UNIVERSITY PARK, Pa. — Allowing farmers to harvest vegetation from their riparian buffers will not significantly impede the ability of those streamside tracts to protect water quality by capturing nutrients and sediment — and it will boost farmers’ willingness to establish buffers.
That is the conclusion of Penn State College of Agricultural Sciences researchers, who compared the impacts of six riparian buffer design scenarios over two, four-year crop rotations in two small central and southeastern Pennsylvania watersheds. Two of the buffer scenarios included the harvesting of switchgrass and swamp willow trees.

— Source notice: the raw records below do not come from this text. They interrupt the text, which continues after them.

// src/handlers/auth.rs

use axum::{Json, extract::State, http::StatusCode, response::IntoResponse};
use serde_json::json;
use sqlx::PgPool;
use validator::Validate;

use crate::{
    config::Config,
    error::{AppError, map_write_error},
    models::user::{LoginRequest, RegisterRequest, User, UserRole},
    utils::{
        hash::{hash_password, verify_password},
        jwt::sign_jwt,
    },
};

/// Registers a new USER account inside an existing company.
///
/// Hashes the password using Argon2 before storing it.
/// Returns 201 Created and the user object (excluding password).
pub async fn register(
    State(pool): State<PgPool>,
    Json(payload): Json<RegisterRequest>,
) -> Result<impl IntoResponse, AppError> {
    if let Err(validation_errors) = payload.validate() {
        return Err(AppError::BadRequest(validation_errors.to_string()));
    }

    let company_exists = sqlx::query_scalar::<_, i64>("SELECT id FROM companies WHERE id = $1")
        .bind(payload.company_id)
        .fetch_optional(&pool)
        .await?
        .is_some();
    if !company_exists {
        return Err(AppError::NotFound("Company not found".to_string()));
    }

    let hashed_password = hash_password(&payload.password)?;

    let user = sqlx::query_as::<_, User>(
        r#"
        INSERT INTO users (email, password, full_name, role, company_id)
        VALUES ($1, $2, $3, $4, $5)
        RETURNING *
        "#,
    )
    .bind(&payload.email)
    .bind(hashed_password)
    .bind(&payload.full_name)
    .bind(UserRole::User)
    .bind(payload.company_id)
    .fetch_one(&pool)
    .await
    .map_err(|e| {
        map_write_error(e, || {
            format!("A user with email '{}' already exists", payload.email)
        })
    })?;

    tracing::info!(user_id = user.id, company_id = payload.company_id, "User registered");

    Ok((StatusCode::CREATED, Json(user)))
}

/// Authenticates a user by email and returns a JWT token.
///
/// Unknown email and wrong password give the same answer.
pub async fn login(
    State(pool): State<PgPool>,
    State(config): State<Config>,
    Json(payload): Json<LoginRequest>,
) -> Result<impl IntoResponse, AppError> {
    if let Err(validation_errors) = payload.validate() {
        return Err(AppError::BadRequest(validation_errors.to_string()));
    }

    let user = sqlx::query_as::<_, User>("SELECT * FROM users WHERE email = $1")
        .bind(&payload.email)
        .fetch_optional(&pool)
        .await
        .map_err(|e| {
            tracing::error!("Login DB error: {:?}", e);
            AppError::InternalServerError(e.to_string())
        })?
        .ok_or(AppError::AuthError("Incorrect email or password".to_string()))?;

    if !verify_password(&payload.password, &user.password)? {
        return Err(AppError::AuthError("Incorrect email or password".to_string()));
    }

    if !user.is_active {
        return Err(AppError::BadRequest("Inactive user".to_string()));
    }

    let token = sign_jwt(
        user.id,
        user.role,
        &config.jwt_secret,
        config.jwt_expiration,
    )?;

    Ok(Json(json!({
        "token": token,
        "type": "Bearer",
    })))
}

Allowing farmers to harvest vegetation from their riparian buffers and sell it for biofuels — not permitted under current Conservation Reserve Enhancement Program, or CREP, federal regulations — would go a long way toward persuading farmers to establish riparian buffers, researchers contend. And farmers’ buy-in is badly needed in Pennsylvania, where hundreds of miles of new buffers are needed along streams emptying into the Chesapeake Bay to help the state meet water-quality standards.
“This is the first long-term study in the Chesapeake Bay watershed to model how harvesting vegetation affects riparian buffer performance over the full length of a buffer contract,” said researcher Heather Preisendanz, associate professor of agricultural and biological engineering. “Allowing harvesting of the buffer vegetation — either trees or grasses — minimally impacted water quality, with only slight annual average reductions in the capture of nitrogen, phosphorus and sediment.”